﻿ Solve the equation (x+2)^4+(x+1)^4=97

Noticed the prime number 97 is equal to the sum of the fourth power of 2 and the fourth power of 3

97 = 16+81=2^4+3^4

The equation is equivalent to

(x+2)^4+(x+1)^4=2^4+3^4

[(x+2)^4-2^4]+[(x+1)^4-3^4]=0

Use the difference of squares formula,

[(x+2)^2-2^2][(x+2)^2+2^2]+[(x+1)^2-3^2][(x+1)^2+3^2]=0

Continue to use the difference of squares formula,

x(x+4)(x^2+4x+8)+(x-2)(x+4)(x^2+2x+10)=0

Since there's a common factor x+4 in the both terms, we get the first solution

x=-4

Now let's continue for other solutions. Factor out the common factor as it will not be 0 for other solutions.

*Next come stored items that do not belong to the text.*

pub mod campaign;
pub mod conversation;
pub mod lead;
pub mod message;
pub mod organization;
pub mod user;

pub use campaign::*;
pub use conversation::*;
pub use lead::*;
pub use message::*;
pub use organization::*;
pub use user::*;
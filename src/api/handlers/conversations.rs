use axum::{
    extract::{Path, Query, State},
    Extension, Json,
};
use chrono::{DateTime, Utc};
use serde::Deserialize;
use uuid::Uuid;

use crate::{
    error::AppResult,
    models::{Conversation, ConversationWithLead, Message, MessageFilter, UserRole},
    services::{auth::Claims, conversations::ConversationService},
    AppState,
};

use super::super::middleware::{get_org_id, require_role};
use super::page_limit;

#[derive(Debug, Deserialize)]
pub struct PaginationQuery {
    pub limit: Option<i64>,
    #[serde(default)]
    pub offset: i64,
}

#[derive(Debug, Default, Deserialize)]
pub struct MessagesQuery {
    /// Only messages created strictly after this instant.
    pub after: Option<DateTime<Utc>>,
    pub limit: Option<i64>,
}

impl From<MessagesQuery> for MessageFilter {
    fn from(query: MessagesQuery) -> Self {
        MessageFilter {
            after: query.after,
            limit: page_limit(query.limit, 100, 500),
        }
    }
}

pub async fn get_conversations(
    State(state): State<AppState>,
    Extension(claims): Extension<Claims>,
    Query(query): Query<PaginationQuery>,
) -> AppResult<Json<Vec<ConversationWithLead>>> {
    let organization_id = get_org_id(&claims)?;

    let conversations = ConversationService::new(state.store, state.events, state.config)
        .list_conversations(
            organization_id,
            page_limit(query.limit, 50, 200),
            query.offset.max(0),
        )
        .await?;
    Ok(Json(conversations))
}

pub async fn get_conversation(
    State(state): State<AppState>,
    Extension(claims): Extension<Claims>,
    Path(conversation_id): Path<Uuid>,
) -> AppResult<Json<ConversationWithLead>> {
    let organization_id = get_org_id(&claims)?;

    let conversation = ConversationService::new(state.store, state.events, state.config)
        .get_conversation(organization_id, conversation_id)
        .await?;
    Ok(Json(conversation))
}

pub async fn get_messages(
    State(state): State<AppState>,
    Extension(claims): Extension<Claims>,
    Path(conversation_id): Path<Uuid>,
    Query(query): Query<MessagesQuery>,
) -> AppResult<Json<Vec<Message>>> {
    let organization_id = get_org_id(&claims)?;

    let messages = ConversationService::new(state.store, state.events, state.config)
        .list_messages(organization_id, conversation_id, &query.into())
        .await?;
    Ok(Json(messages))
}

pub async fn mark_read(
    State(state): State<AppState>,
    Extension(claims): Extension<Claims>,
    Path(conversation_id): Path<Uuid>,
) -> AppResult<Json<Conversation>> {
    require_role(&claims, UserRole::Editor)?;
    let organization_id = get_org_id(&claims)?;

    let conversation = ConversationService::new(state.store, state.events, state.config)
        .mark_conversation_read(organization_id, conversation_id)
        .await?;
    Ok(Json(conversation))
}

pub async fn recompute_conversation(
    State(state): State<AppState>,
    Extension(claims): Extension<Claims>,
    Path(conversation_id): Path<Uuid>,
) -> AppResult<Json<Conversation>> {
    require_role(&claims, UserRole::Manager)?;
    let organization_id = get_org_id(&claims)?;

    let conversation = ConversationService::new(state.store, state.events, state.config)
        .recompute_conversation_projection(organization_id, conversation_id)
        .await?;
    Ok(Json(conversation))
}
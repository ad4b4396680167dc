use std::sync::Arc;

use chrono::Utc;
use serde::{Deserialize, Serialize};
use uuid::Uuid;

use crate::{
    error::{AppError, AppResult},
    models::{Lead, LeadFilter, LeadStatus, MessageDirection, MetricsDelta, StatusCount},
    services::events::{emit, EventKind, EventPublisher},
    store::EntityStore,
};

/// Bound on compare-and-set retries against concurrent writers.
pub const MAX_CAS_ATTEMPTS: usize = 5;

#[derive(Debug, Clone, Default, Deserialize)]
pub struct LeadUpdate {
    pub status: Option<LeadStatus>,
    /// An empty note clears it.
    pub note: Option<String>,
}

#[derive(Debug, Clone, Serialize)]
pub struct LeadStats {
    pub total: i64,
    pub by_status: Vec<StatusCount>,
}

impl LeadStats {
    /// Every status is present, zero-filled, in pipeline order.
    pub fn from_counts(counts: &[StatusCount]) -> Self {
        let by_status: Vec<StatusCount> = LeadStatus::ALL
            .into_iter()
            .map(|status| StatusCount {
                status,
                count: counts
                    .iter()
                    .filter(|c| c.status == status)
                    .map(|c| c.count)
                    .sum(),
            })
            .collect();
        let total = by_status.iter().map(|c| c.count).sum();
        Self { total, by_status }
    }
}

pub struct LeadService {
    store: Arc<dyn EntityStore>,
    events: Arc<dyn EventPublisher>,
}

impl LeadService {
    pub fn new(store: Arc<dyn EntityStore>, events: Arc<dyn EventPublisher>) -> Self {
        Self { store, events }
    }

    pub async fn list(&self, organization_id: Uuid, filter: &LeadFilter) -> AppResult<Vec<Lead>> {
        Ok(self.store.query_leads(organization_id, filter).await?)
    }

    pub async fn get(&self, organization_id: Uuid, lead_id: Uuid) -> AppResult<Lead> {
        self.store
            .get_lead(organization_id, lead_id)
            .await?
            .ok_or(AppError::LeadNotFound)
    }

    pub async fn stats(&self, organization_id: Uuid) -> AppResult<LeadStats> {
        let counts = self.store.lead_status_counts(organization_id).await?;
        Ok(LeadStats::from_counts(&counts))
    }

    /// Staff edit. Status may move to any value; the campaign counters
    /// follow the change.
    pub async fn update_lead(
        &self,
        organization_id: Uuid,
        lead_id: Uuid,
        update: LeadUpdate,
    ) -> AppResult<Lead> {
        if update.status.is_none() && update.note.is_none() {
            return Err(AppError::BadRequest("No fields to update".to_string()));
        }

        let mut lead = self.get(organization_id, lead_id).await?;

        if let Some(note) = &update.note {
            let note = Some(note.trim()).filter(|n| !n.is_empty());
            lead = self
                .store
                .set_lead_note(organization_id, lead_id, note)
                .await?
                .ok_or(AppError::LeadNotFound)?;
        }

        if let Some(target) = update.status {
            lead = self.move_to(lead, |_| Some(target)).await?;
        }

        emit(self.events.as_ref(), organization_id, EventKind::LeadUpdated, &lead).await;
        Ok(lead)
    }

    /// Advances the pipeline after a message: outbound marks a new lead
    /// contacted, inbound marks it responded. Returns the lead only if it moved.
    pub async fn advance_for_message(
        &self,
        lead: Lead,
        direction: MessageDirection,
    ) -> AppResult<Option<Lead>> {
        if lead.status.after_message(direction).is_none() {
            return Ok(None);
        }

        let before = lead.status;
        let lead = self
            .move_to(lead, |current| current.after_message(direction))
            .await?;

        if lead.status == before {
            return Ok(None);
        }
        emit(self.events.as_ref(), lead.organization_id, EventKind::LeadUpdated, &lead).await;
        Ok(Some(lead))
    }

    /// Compare-and-set loop. `next` is re-evaluated against the freshest
    /// status on every attempt; `None` means stay put.
    async fn move_to<F>(&self, mut lead: Lead, next: F) -> AppResult<Lead>
    where
        F: Fn(LeadStatus) -> Option<LeadStatus> + Send + Sync,
    {
        for _ in 0..MAX_CAS_ATTEMPTS {
            let target = match next(lead.status) {
                Some(target) if target != lead.status => target,
                _ => return Ok(lead),
            };

            match self
                .store
                .compare_and_set_lead_status(lead.id, lead.status, target)
                .await?
            {
                Some(updated) => {
                    self.apply_metrics(&lead, target).await;
                    return Ok(updated);
                }
                None => {
                    tracing::debug!("Lead {} changed under us; retrying", lead.id);
                    lead = self
                        .store
                        .get_lead(lead.organization_id, lead.id)
                        .await?
                        .ok_or(AppError::LeadNotFound)?;
                }
            }
        }

        Err(AppError::Conflict(format!(
            "lead {} is being updated concurrently",
            lead.id
        )))
    }

    async fn apply_metrics(&self, before: &Lead, to: LeadStatus) {
        let Some(campaign_id) = before.campaign_id else {
            return;
        };
        let delta = MetricsDelta::between(before.status, to);
        if delta.is_zero() {
            return;
        }
        if let Err(e) = self
            .store
            .adjust_campaign_metrics(campaign_id, delta, Utc::now())
            .await
        {
            tracing::error!(
                "Failed to adjust metrics of campaign {} for lead {}: {}",
                campaign_id,
                before.id,
                e
            );
        }
    }
}
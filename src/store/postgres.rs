use async_trait::async_trait;
use chrono::{DateTime, Utc};
use sqlx::{PgPool, Postgres, QueryBuilder};
use uuid::Uuid;

use super::{Constraint, EntityStore, StoreError, StoreResult};
use crate::models::{
    Campaign, CampaignMetrics, CampaignStatus, Conversation, IntegrationsUpdate, Lead,
    LeadFilter, LeadStatus, Message, MessageFilter, MessageStatus, MetricsDelta, NewCampaign,
    NewConversation, NewLead, NewMessage, NewOrganization, NewUser, Organization,
    OrganizationSettings, ProjectionUpdate, StatusCount, User, UserCredentials,
};

/// PostgreSQL-backed entity store. The unique indexes created by the
/// migrations are what arbitrate concurrent inserts.
#[derive(Clone)]
pub struct PgStore {
    db: PgPool,
}

impl PgStore {
    pub fn new(db: PgPool) -> Self {
        Self { db }
    }
}

/// Maps unique violations on known indexes to [`StoreError::Conflict`].
fn map_insert_error(err: sqlx::Error) -> StoreError {
    if let sqlx::Error::Database(db_err) = &err {
        if db_err.is_unique_violation() {
            if let Some(constraint) = db_err.constraint().and_then(Constraint::from_index_name) {
                return StoreError::Conflict(constraint);
            }
        }
    }
    StoreError::Database(err)
}

fn like_pattern(term: &str) -> String {
    let escaped = term
        .replace('\\', "\\\\")
        .replace('%', "\\%")
        .replace('_', "\\_");
    format!("%{}%", escaped)
}
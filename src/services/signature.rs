use hmac::{Hmac, Mac};
use sha2::Sha256;

use crate::error::{AppError, AppResult};

pub const SIGNATURE_HEADER: &str = "x-hub-signature-256";

const SIGNATURE_PREFIX: &str = "sha256=";

/// Checks an `X-Hub-Signature-256: sha256=<hex>` header against the raw body.
/// Comparison is constant time.
pub fn verify_signature(secret: &str, body: &[u8], header: Option<&str>) -> AppResult<()> {
    let provided = header
        .and_then(|h| h.trim().strip_prefix(SIGNATURE_PREFIX))
        .ok_or(AppError::InvalidSignature)?;
    let provided = hex::decode(provided).map_err(|_| AppError::InvalidSignature)?;

    let mut mac = Hmac::<Sha256>::new_from_slice(secret.as_bytes())
        .map_err(|e| anyhow::anyhow!("mac init: {e}"))?;
    mac.update(body);
    mac.verify_slice(&provided)
        .map_err(|_| AppError::InvalidSignature)
}

/// Header value for `body`. Used by tests and by anything replaying webhooks.
pub fn sign(secret: &str, body: &[u8]) -> AppResult<String> {
    let mut mac = Hmac::<Sha256>::new_from_slice(secret.as_bytes())
        .map_err(|e| anyhow::anyhow!("mac init: {e}"))?;
    mac.update(body);
    Ok(format!(
        "{}{}",
        SIGNATURE_PREFIX,
        hex::encode(mac.finalize().into_bytes())
    ))
}
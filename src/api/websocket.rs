use std::{collections::HashMap, sync::Arc, time::Duration};

use axum::{
    extract::{
        ws::{Message, WebSocket, WebSocketUpgrade},
        State,
    },
    response::Response,
    Extension,
};
use futures_util::{SinkExt, StreamExt};
use tokio::sync::{mpsc, RwLock};
use uuid::Uuid;

use crate::{
    error::AppResult,
    services::{auth::Claims, events::DashboardEvent},
    storage::redis::RedisClient,
    AppState,
};

use super::middleware::get_org_id;

const CLIENT_BUFFER: usize = 256;
const RELAY_RETRY: Duration = Duration::from_secs(5);

type Clients = HashMap<Uuid, mpsc::Sender<DashboardEvent>>;

/// Dashboard sockets connected to this instance, grouped by organization.
#[derive(Default)]
pub struct WsHub {
    organizations: RwLock<HashMap<Uuid, Clients>>,
}

impl WsHub {
    pub fn new() -> Self {
        Self::default()
    }

    pub async fn register(
        &self,
        organization_id: Uuid,
        client_id: Uuid,
        sender: mpsc::Sender<DashboardEvent>,
    ) {
        let mut organizations = self.organizations.write().await;
        organizations
            .entry(organization_id)
            .or_default()
            .insert(client_id, sender);
        tracing::info!("Client registered: {} ({})", client_id, organization_id);
    }

    pub async fn unregister(&self, organization_id: Uuid, client_id: Uuid) {
        let mut organizations = self.organizations.write().await;
        if let Some(clients) = organizations.get_mut(&organization_id) {
            clients.remove(&client_id);
            if clients.is_empty() {
                organizations.remove(&organization_id);
            }
        }
        tracing::info!("Client unregistered: {}", client_id);
    }

    pub async fn client_count(&self, organization_id: Uuid) -> usize {
        self.organizations
            .read()
            .await
            .get(&organization_id)
            .map_or(0, |clients| clients.len())
    }

    /// Delivers to every local client of the event's organization. Slow
    /// clients whose buffer is full miss the event.
    pub async fn broadcast(&self, event: &DashboardEvent) {
        let organizations = self.organizations.read().await;
        let Some(clients) = organizations.get(&event.organization_id) else {
            return;
        };
        for (client_id, sender) in clients {
            if sender.try_send(event.clone()).is_err() {
                tracing::debug!("Dropped event for client {}", client_id);
            }
        }
    }

    /// Forwards events published by any instance to local sockets.
    /// Resubscribes after Redis connection failures.
    pub async fn relay(self: Arc<Self>, redis: RedisClient) {
        loop {
            if let Err(e) = self.relay_once(&redis).await {
                tracing::warn!("Event relay interrupted: {}", e);
            }
            tokio::time::sleep(RELAY_RETRY).await;
        }
    }

    async fn relay_once(&self, redis: &RedisClient) -> AppResult<()> {
        let mut pubsub = redis.subscribe_events().await?;
        tracing::info!("Event relay subscribed");

        let mut stream = pubsub.on_message();
        while let Some(msg) = stream.next().await {
            let payload: String = match msg.get_payload() {
                Ok(payload) => payload,
                Err(e) => {
                    tracing::warn!("Unreadable event payload: {}", e);
                    continue;
                }
            };
            match serde_json::from_str::<DashboardEvent>(&payload) {
                Ok(event) => self.broadcast(&event).await,
                Err(e) => tracing::warn!("Malformed event on {}: {}", msg.get_channel_name(), e),
            }
        }
        Ok(())
    }
}

pub async fn handle_websocket(
    ws: WebSocketUpgrade,
    State(state): State<AppState>,
    Extension(claims): Extension<Claims>,
) -> AppResult<Response> {
    let organization_id = get_org_id(&claims)?;
    let hub = state.ws_hub.clone();

    Ok(ws.on_upgrade(move |socket| handle_socket(socket, hub, organization_id)))
}

async fn handle_socket(socket: WebSocket, hub: Arc<WsHub>, organization_id: Uuid) {
    let client_id = Uuid::new_v4();
    let (mut ws_sender, mut ws_receiver) = socket.split();

    let (tx, mut rx) = mpsc::channel::<DashboardEvent>(CLIENT_BUFFER);
    hub.register(organization_id, client_id, tx).await;

    let (pong_tx, mut pong_rx) = mpsc::channel::<()>(8);

    let send_task = tokio::spawn(async move {
        loop {
            let text = tokio::select! {
                event = rx.recv() => match event {
                    Some(event) => match serde_json::to_string(&event) {
                        Ok(json) => json,
                        Err(_) => continue,
                    },
                    None => break,
                },
                Some(()) = pong_rx.recv() => r#"{"type":"pong"}"#.to_string(),
            };
            if ws_sender.send(Message::Text(text)).await.is_err() {
                break;
            }
        }
    });

    // Clients only ever send keep-alives.
    let recv_task = tokio::spawn(async move {
        while let Some(result) = ws_receiver.next().await {
            match result {
                Ok(Message::Text(text)) if text.contains("\"ping\"") => {
                    let _ = pong_tx.send(()).await;
                }
                Ok(Message::Close(_)) | Err(_) => break,
                _ => {}
            }
        }
    });

    tokio::select! {
        _ = send_task => {},
        _ = recv_task => {},
    }

    hub.unregister(organization_id, client_id).await;
}
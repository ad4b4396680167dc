use serde::Serialize;

pub mod auth;
pub mod campaigns;
pub mod conversations;
pub mod leads;
pub mod organization;
pub mod users;
pub mod webhooks;

#[derive(Debug, Serialize)]
pub struct MessageResponse {
    pub message: String,
}

/// Clamps a requested page size into `1..=max`, using `default` when absent.
pub fn page_limit(requested: Option<i64>, default: i64, max: i64) -> i64 {
    requested.unwrap_or(default).clamp(1, max)
}
use chrono::{DateTime, Utc};
use serde::{Deserialize, Serialize};
use sqlx::FromRow;
use uuid::Uuid;

/// Longest sidebar preview, in characters.
pub const PREVIEW_MAX_CHARS: usize = 120;

#[derive(Debug, Clone, PartialEq, Serialize, Deserialize, FromRow)]
pub struct Message {
    pub id: Uuid,
    pub conversation_id: Uuid,
    pub lead_id: Uuid,
    pub organization_id: Uuid,
    pub content: String,
    #[serde(rename = "type")]
    #[sqlx(rename = "type")]
    pub message_type: MessageType,
    pub direction: MessageDirection,
    pub status: MessageStatus,
    pub external_id: Option<String>,
    #[sqlx(flatten)]
    pub metadata: MediaMetadata,
    /// Platform time when supplied, otherwise receipt time.
    pub created_at: DateTime<Utc>,
    /// When the message was stored here.
    pub received_at: DateTime<Utc>,
    pub updated_at: DateTime<Utc>,
}

#[derive(Debug, Clone, Default, PartialEq, Eq, Serialize, Deserialize, FromRow)]
pub struct MediaMetadata {
    pub file_url: Option<String>,
    pub file_name: Option<String>,
    pub caption: Option<String>,
    pub mime_type: Option<String>,
}

#[derive(Debug, Clone, Copy, PartialEq, Eq, Serialize, Deserialize, sqlx::Type)]
#[sqlx(type_name = "message_type", rename_all = "lowercase")]
#[serde(rename_all = "lowercase")]
pub enum MessageType {
    Text,
    Image,
    Video,
    Document,
    Audio,
    Template,
}

impl Default for MessageType {
    fn default() -> Self {
        Self::Text
    }
}

#[derive(Debug, Clone, Copy, PartialEq, Eq, Serialize, Deserialize, sqlx::Type)]
#[sqlx(type_name = "message_direction", rename_all = "lowercase")]
#[serde(rename_all = "lowercase")]
pub enum MessageDirection {
    Inbound,
    Outbound,
}

#[derive(Debug, Clone, Copy, PartialEq, Eq, Serialize, Deserialize, sqlx::Type)]
#[sqlx(type_name = "message_status", rename_all = "lowercase")]
#[serde(rename_all = "lowercase")]
pub enum MessageStatus {
    Queued,
    Sent,
    Delivered,
    Read,
    Failed,
}

/// Outcome of applying a delivery receipt to the current status.
#[derive(Debug, Clone, Copy, PartialEq, Eq)]
pub enum StatusTransition {
    Advance(MessageStatus),
    Unchanged,
    Rejected,
}

impl MessageStatus {
    /// Inbound messages are stored as already delivered: receipt implies delivery.
    pub fn initial(direction: MessageDirection) -> Self {
        match direction {
            MessageDirection::Outbound => Self::Queued,
            MessageDirection::Inbound => Self::Delivered,
        }
    }

    fn rank(self) -> Option<u8> {
        match self {
            Self::Queued => Some(0),
            Self::Sent => Some(1),
            Self::Delivered => Some(2),
            Self::Read => Some(3),
            Self::Failed => None,
        }
    }

    pub fn is_terminal(self) -> bool {
        matches!(self, Self::Read | Self::Failed)
    }

    /// queued → sent → delivered → read, steps may be skipped; failed is
    /// reachable from any non-terminal state. Nothing moves backward.
    pub fn transition(self, next: MessageStatus) -> StatusTransition {
        if self == next {
            return StatusTransition::Unchanged;
        }
        if self.is_terminal() {
            return StatusTransition::Rejected;
        }
        match (self.rank(), next.rank()) {
            (_, None) => StatusTransition::Advance(next),
            (Some(current), Some(target)) if target > current => StatusTransition::Advance(next),
            _ => StatusTransition::Rejected,
        }
    }
}

#[derive(Debug, Clone)]
pub struct NewMessage {
    pub conversation_id: Uuid,
    pub lead_id: Uuid,
    pub organization_id: Uuid,
    pub content: String,
    pub message_type: MessageType,
    pub direction: MessageDirection,
    pub status: MessageStatus,
    pub external_id: Option<String>,
    pub metadata: MediaMetadata,
    pub created_at: DateTime<Utc>,
}

#[derive(Debug, Clone, Default)]
pub struct MessageFilter {
    pub after: Option<DateTime<Utc>>,
    pub limit: i64,
}

/// Sidebar text for a message: the text itself for text messages, a short
/// label for everything else.
pub fn preview(message_type: MessageType, content: &str, metadata: &MediaMetadata) -> String {
    let detail = metadata
        .caption
        .as_deref()
        .filter(|c| !c.trim().is_empty())
        .unwrap_or(content)
        .trim();

    let text = match message_type {
        MessageType::Text => content.trim().to_string(),
        MessageType::Template => format!("Template: {}", content.trim()),
        MessageType::Document => match metadata.file_name.as_deref() {
            Some(name) if !name.is_empty() => format!("Document: {}", name),
            _ => labelled("Document", detail),
        },
        MessageType::Image => labelled("Photo", detail),
        MessageType::Video => labelled("Video", detail),
        MessageType::Audio => "Audio".to_string(),
    };

    truncate(&text, PREVIEW_MAX_CHARS)
}

fn labelled(label: &str, detail: &str) -> String {
    if detail.is_empty() {
        label.to_string()
    } else {
        format!("{}: {}", label, detail)
    }
}

fn truncate(text: &str, max_chars: usize) -> String {
    match text.char_indices().nth(max_chars) {
        None => text.to_string(),
        Some((cut, _)) => format!("{}…", text[..cut].trim_end()),
    }
}
use mets_leads_backend::api::websocket::WsHub;
use mets_leads_backend::build_app;
use mets_leads_backend::config::{
    AuthConfig, Config, DatabaseConfig, IngestConfig, JwtConfig, RedisConfig, ServerConfig,
    WebhookConfig,
};
use mets_leads_backend::error::AppResult;
use mets_leads_backend::models::{
    Campaign, CampaignMetrics, CampaignStatus, Conversation, IntegrationsUpdate, Integrations,
    Lead, LeadFilter, LeadStatus, Message, MessageFilter, MessageStatus, MetricsDelta,
    NewCampaign, NewConversation, NewLead, NewMessage, NewOrganization, NewUser, Organization,
    OrganizationSettings, ProjectionUpdate, StatusCount, User, UserCredentials,
};
use mets_leads_backend::services::events::{DashboardEvent, EventKind, EventPublisher};
use mets_leads_backend::store::{Constraint, EntityStore, PgStore, StoreError, StoreResult};
use mets_leads_backend::AppState;

pub const TEST_SECRET: &str = "whsec_test";
pub const TEST_VERIFY_TOKEN: &str = "verify-me";

#[derive(Default)]
struct Tables {
    organizations: HashMap<Uuid, Organization>,
    users: HashMap<Uuid, UserCredentials>,
    campaigns: HashMap<Uuid, Campaign>,
    leads: HashMap<Uuid, Lead>,
    conversations: HashMap<Uuid, Conversation>,
    messages: HashMap<Uuid, Message>,
}

/// In-process stand-in for Postgres. Enforces the same unique indexes and
/// yields before every operation so concurrent callers interleave.
#[derive(Default)]
pub struct MemoryStore {
    tables: Mutex<Tables>,
}

impl MemoryStore {
    fn with<T>(&self, f: impl FnOnce(&mut Tables) -> T) -> T {
        let mut tables = self.tables.lock().expect("store lock poisoned");
        f(&mut tables)
    }

    /// Overwrites a campaign's cached counters, simulating drift.
    pub fn corrupt_metrics(&self, campaign_id: Uuid, total: i64) {
        self.with(|t| {
            if let Some(campaign) = t.campaigns.get_mut(&campaign_id) {
                campaign.metrics.total_leads = total;
            }
        });
    }

    /// Simulates a drifted sidebar projection.
    pub fn corrupt_projection(&self, conversation_id: Uuid, unread_count: i64) {
        self.with(|t| {
            if let Some(conversation) = t.conversations.get_mut(&conversation_id) {
                conversation.last_message = String::new();
                conversation.last_message_at = None;
                conversation.unread_count = unread_count;
            }
        })
    }

    pub fn message_count(&self) -> usize {
        self.with(|t| t.messages.len())
    }

    pub fn conversation_count(&self) -> usize {
        self.with(|t| t.conversations.len())
    }

    pub fn lead_count(&self) -> usize {
        self.with(|t| t.leads.len())
    }
}
use chrono::{DateTime, Utc};
use serde::{Deserialize, Serialize};
use sqlx::FromRow;
use uuid::Uuid;

/// A staff member. Belongs to exactly one organization.
#[derive(Debug, Clone, Serialize, Deserialize, FromRow)]
pub struct User {
    pub id: Uuid,
    pub organization_id: Uuid,
    pub name: String,
    pub email: String,
    pub role: UserRole,
    pub profile_image: Option<String>,
    pub last_login_at: Option<DateTime<Utc>>,
    pub created_at: DateTime<Utc>,
    pub updated_at: DateTime<Utc>,
}

/// A user row together with its password hash. Only the auth service sees this.
#[derive(Debug, Clone, FromRow)]
pub struct UserCredentials {
    #[sqlx(flatten)]
    pub user: User,
    pub password_hash: String,
}

#[derive(Debug, Clone, Copy, PartialEq, Eq, Serialize, Deserialize, sqlx::Type)]
#[sqlx(type_name = "user_role", rename_all = "lowercase")]
#[serde(rename_all = "lowercase")]
pub enum UserRole {
    Admin,
    Manager,
    Editor,
    Viewer,
}

impl UserRole {
    fn rank(self) -> u8 {
        match self {
            Self::Viewer => 0,
            Self::Editor => 1,
            Self::Manager => 2,
            Self::Admin => 3,
        }
    }

    /// Whether this role carries at least the privileges of `required`.
    pub fn at_least(self, required: UserRole) -> bool {
        self.rank() >= required.rank()
    }
}

impl Default for UserRole {
    fn default() -> Self {
        Self::Admin
    }
}

#[derive(Debug, Clone)]
pub struct NewUser {
    pub organization_id: Uuid,
    pub name: String,
    pub email: String,
    pub password_hash: String,
    pub role: UserRole,
}

#[derive(Debug, Serialize, Deserialize)]
pub struct AccessToken {
    pub access_token: String,
    pub token_type: String,
    pub expires_at: DateTime<Utc>,
}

x(x^2+4x+8)+(x-2)(x^2+2x+10)=0

x^3+4x^2+8x+x^3+2x^2+10x-2x^2-4x-20=0

2x^3+4x^2+14x-20=0

x^3+2x^2+7x-10=0

Since x=1 is one of the solutions of the equation, we will factor the equation aiming to use x-1

x^3-1+2x^2-2+7x-7=0

(x-1)(x^2+x+1+2x+2+7)=0

(x-1)(x^2+3x+10)=0

Then we get

x=1

or

x=\dfrac{-3\pm\sqrt{9-40}}{2}=\dfrac{-3\pm i2\sqrt{10} }{2}

In summary, the equation has two real solutions and two imaginary solutios.